:: PROBLEM DESCRIPTION ::
Once you reach the line that holds "repository 0e64f6c7ff62c5ee" in the listing below, output it and every line after it through the line that holds "impl Default for", word for word.

:: STUDY MATERIAL ::

------------------------------------------------------------------------

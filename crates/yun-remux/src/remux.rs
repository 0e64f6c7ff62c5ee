//! 转封装: 来源 → 过滤器 → 时间戳重映射 → 输出, 单遍完成.

use log::{debug, info};
use serde::{Deserialize, Serialize};
use yun_core::{YunError, YunResult};
use yun_format::{ContinuityCounter, CounterSnapshot, MuxOptions};

use crate::abort::AbortSignal;
use crate::filter::{FilterAction, PacketFilter};
use crate::remap::remap;
use crate::sink::PendingSink;
use crate::source::PacketSource;

/// 默认导出的连续性计数器上限
pub const DEFAULT_MAX_COUNTERS: usize = 64;

/// 转封装选项
#[derive(Debug, Clone, Serialize, Deserialize)]
#[serde(default)]
pub struct RemuxOptions {
    /// 每条流的时间戳偏移 (源时间基单位), 缺省的流为 0
    pub offsets: Vec<i64>,
    /// 写出第一个包之前注入的连续性计数器
    pub counters: Vec<ContinuityCounter>,
    /// 封装器选项
    pub mux_options: MuxOptions,
    /// 收尾后导出的计数器上限
    pub max_counters: usize,
}

impl Default for RemuxOptions {
    fn default() -> Self {
        Self {
            offsets: Vec::new(),
            counters: Vec::new(),
            mux_options: MuxOptions::new(),
            max_counters: DEFAULT_MAX_COUNTERS,
        }
    }
}

impl RemuxOptions {
    fn offset(&self, stream_index: usize) -> i64 {
        self.offsets.get(stream_index).copied().unwrap_or(0)
    }
}

/// 转封装统计
#[derive(Debug, Clone, Default, Serialize)]
pub struct RemuxStats {
    /// 读入的数据包数
    pub packets_read: u64,
    /// 写出的数据包数
    pub packets_written: u64,
    /// 被过滤器丢弃的数据包数
    pub packets_dropped: u64,
    /// 输出收尾后的连续性计数器 (仅 MPEG-TS 输出)
    pub counters: Option<CounterSnapshot>,
}

/// 把来源的全部数据包转封装到输出
///
/// 输出须以来源的流列表打开 (见 [`PendingSink::open`]).
/// 过滤器返回 `DropAll` 时如同输入结束, 正常收尾.
pub fn remux(
    source: &mut dyn PacketSource,
    sink: PendingSink,
    mut filter: Option<&mut dyn PacketFilter>,
    options: &RemuxOptions,
    abort: &dyn AbortSignal,
) -> YunResult<RemuxStats> {
    let in_streams = source.streams().to_vec();
    if sink.streams().len() != in_streams.len() {
        return Err(YunError::BadValue(format!(
            "输出流数 {} 与输入流数 {} 不一致",
            sink.streams().len(),
            in_streams.len()
        )));
    }

    let mut sink = sink.write_header(&options.mux_options)?;
    sink.inject_continuity(&options.counters)?;
    let out_time_bases: Vec<_> = sink.streams().iter().map(|s| s.time_base).collect();

    let mut stats = RemuxStats::default();
    loop {
        abort.check().inspect_err(|_| info!("转封装已中止"))?;

        let Some(packet) = source.next_packet()? else {
            break;
        };
        stats.packets_read += 1;
        let index = packet.stream_index;
        let Some(in_stream) = in_streams.get(index) else {
            return Err(YunError::StreamNotFound(index));
        };

        if let Some(f) = filter.as_deref_mut() {
            match f.filter(&packet) {
                FilterAction::Keep => {}
                FilterAction::Drop => {
                    stats.packets_dropped += 1;
                    continue;
                }
                FilterAction::KeepAll => {
                    debug!("过滤器返回 KeepAll, 停用过滤");
                    filter = None;
                }
                FilterAction::DropAll => {
                    debug!("过滤器返回 DropAll, 结束处理");
                    stats.packets_dropped += 1;
                    break;
                }
            }
        }

        debug!("输入 #{index} {} dts={}", packet.pts_ts(), packet.dts);
        let packet = remap(
            packet,
            in_stream.time_base,
            out_time_bases[index],
            options.offset(index),
        );
        debug!("输出 #{index} {} dts={}", packet.pts_ts(), packet.dts);
        sink.write_packet(&packet)?;
        stats.packets_written += 1;
    }

    let closed = sink.finish()?;
    stats.counters = closed.extract_continuity(options.max_counters);
    info!(
        "转封装完成: 读入 {}, 写出 {}, 丢弃 {}",
        stats.packets_read, stats.packets_written, stats.packets_dropped
    );
    Ok(stats)
}

#[cfg(test)]
mod tests {
    use super::*;
    use crate::abort::NeverAbort;
    use crate::source::packet_list;
    use yun_codec::{CodecId, Packet};
    use yun_core::Rational;
    use yun_format::io::{MemoryBackend, MemoryHandle};
    use yun_format::{FormatHint, FormatRegistry, IoContext, Stream};

    fn registry() -> FormatRegistry {
        let mut r = FormatRegistry::new();
        yun_format::register_all(&mut r);
        r
    }

    fn source(count: i64) -> impl PacketSource {
        let streams = vec![Stream::new(0, CodecId::Aac, Rational::new(1, 1000))];
        let packets = (0..count)
            .map(|i| {
                let mut p = Packet::from_data(vec![i as u8; 10]);
                p.pts = i * 20;
                p.dts = i * 20;
                p.duration = 20;
                p
            })
            .collect();
        packet_list(streams, packets)
    }

    fn ts_sink(streams: &[Stream]) -> (PendingSink, MemoryHandle) {
        let backend = MemoryBackend::new();
        let handle = backend.handle();
        let io = IoContext::new(Box::new(backend));
        let sink = PendingSink::open(&registry(), io, &FormatHint::named("mpegts"), streams).unwrap();
        (sink, handle)
    }

    #[test]
    fn test_转封装_丢弃全部后正常收尾() {
        let mut src = source(10);
        let (sink, _) = ts_sink(src.streams());
        let mut seen = 0;
        let mut filter = |_: &Packet| {
            seen += 1;
            if seen == 5 { FilterAction::DropAll } else { FilterAction::Keep }
        };
        let stats = remux(&mut src, sink, Some(&mut filter), &RemuxOptions::default(), &NeverAbort).unwrap();
        assert_eq!(stats.packets_written, 4);
        assert_eq!(stats.packets_read, 5);
        assert_eq!(stats.counters.unwrap().get(0x0100), Some(3));
    }

    #[test]
    fn test_转封装_保留全部后不再调用过滤器() {
        let mut src = source(6);
        let (sink, _) = ts_sink(src.streams());
        let mut calls = 0;
        let mut filter = |_: &Packet| {
            calls += 1;
            if calls == 1 { FilterAction::Drop } else { FilterAction::KeepAll }
        };
        let stats = remux(&mut src, sink, Some(&mut filter), &RemuxOptions::default(), &NeverAbort).unwrap();
        assert_eq!(calls, 2);
        assert_eq!(stats.packets_dropped, 1);
        assert_eq!(stats.packets_written, 5);
    }

    #[test]
    fn test_转封装_中止不写尾部() {
        let mut src = source(3);
        let (sink, handle) = ts_sink(src.streams());
        let err = remux(&mut src, sink, None, &RemuxOptions::default(), &|| true).unwrap_err();
        assert!(err.is_aborted());
        // 头部推迟到第一个包, 中止时没有任何输出
        assert!(handle.is_empty());
    }

    #[test]
    fn test_转封装_注入计数器() {
        let mut src = source(2);
        let (sink, _) = ts_sink(src.streams());
        let options = RemuxOptions {
            counters: vec![ContinuityCounter::new(0x0000, 5), ContinuityCounter::new(0x0100, 14)],
            ..Default::default()
        };
        let stats = remux(&mut src, sink, None, &options, &NeverAbort).unwrap();
        let snap = stats.counters.unwrap();
        assert_eq!(snap.get(0x0000), Some(6));
        assert_eq!(snap.get(0x0100), Some(0));
    }

    #[test]
    fn test_选项_json() {
        let options: RemuxOptions =
            serde_json::from_str(r#"{"offsets":[90],"mux_options":{"psi_period":"10"}}"#).unwrap();
        assert_eq!(options.offset(0), 90);
        assert_eq!(options.offset(3), 0);
        assert_eq!(options.max_counters, DEFAULT_MAX_COUNTERS);
        assert_eq!(options.mux_options.get("psi_period"), Some("10"));
    }
}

------------------------------------------------------------------------

:: RESPONSE TO THE EXERCISE ::
repository 0e64f6c7ff62c5ee
//! 转封装: 来源 → 过滤器 → 时间戳重映射 → 输出, 单遍完成.

use log::{debug, info};
use serde::{Deserialize, Serialize};
use yun_core::{YunError, YunResult};
use yun_format::{ContinuityCounter, CounterSnapshot, MuxOptions};

use crate::abort::AbortSignal;
use crate::filter::{FilterAction, PacketFilter};
use crate::remap::remap;
use crate::sink::PendingSink;
use crate::source::PacketSource;

/// 默认导出的连续性计数器上限
pub const DEFAULT_MAX_COUNTERS: usize = 64;

/// 转封装选项
#[derive(Debug, Clone, Serialize, Deserialize)]
#[serde(default)]
pub struct RemuxOptions {
    /// 每条流的时间戳偏移 (源时间基单位), 缺省的流为 0
    pub offsets: Vec<i64>,
    /// 写出第一个包之前注入的连续性计数器
    pub counters: Vec<ContinuityCounter>,
    /// 封装器选项
    pub mux_options: MuxOptions,
    /// 收尾后导出的计数器上限
    pub max_counters: usize,
}

impl Default for RemuxOptions {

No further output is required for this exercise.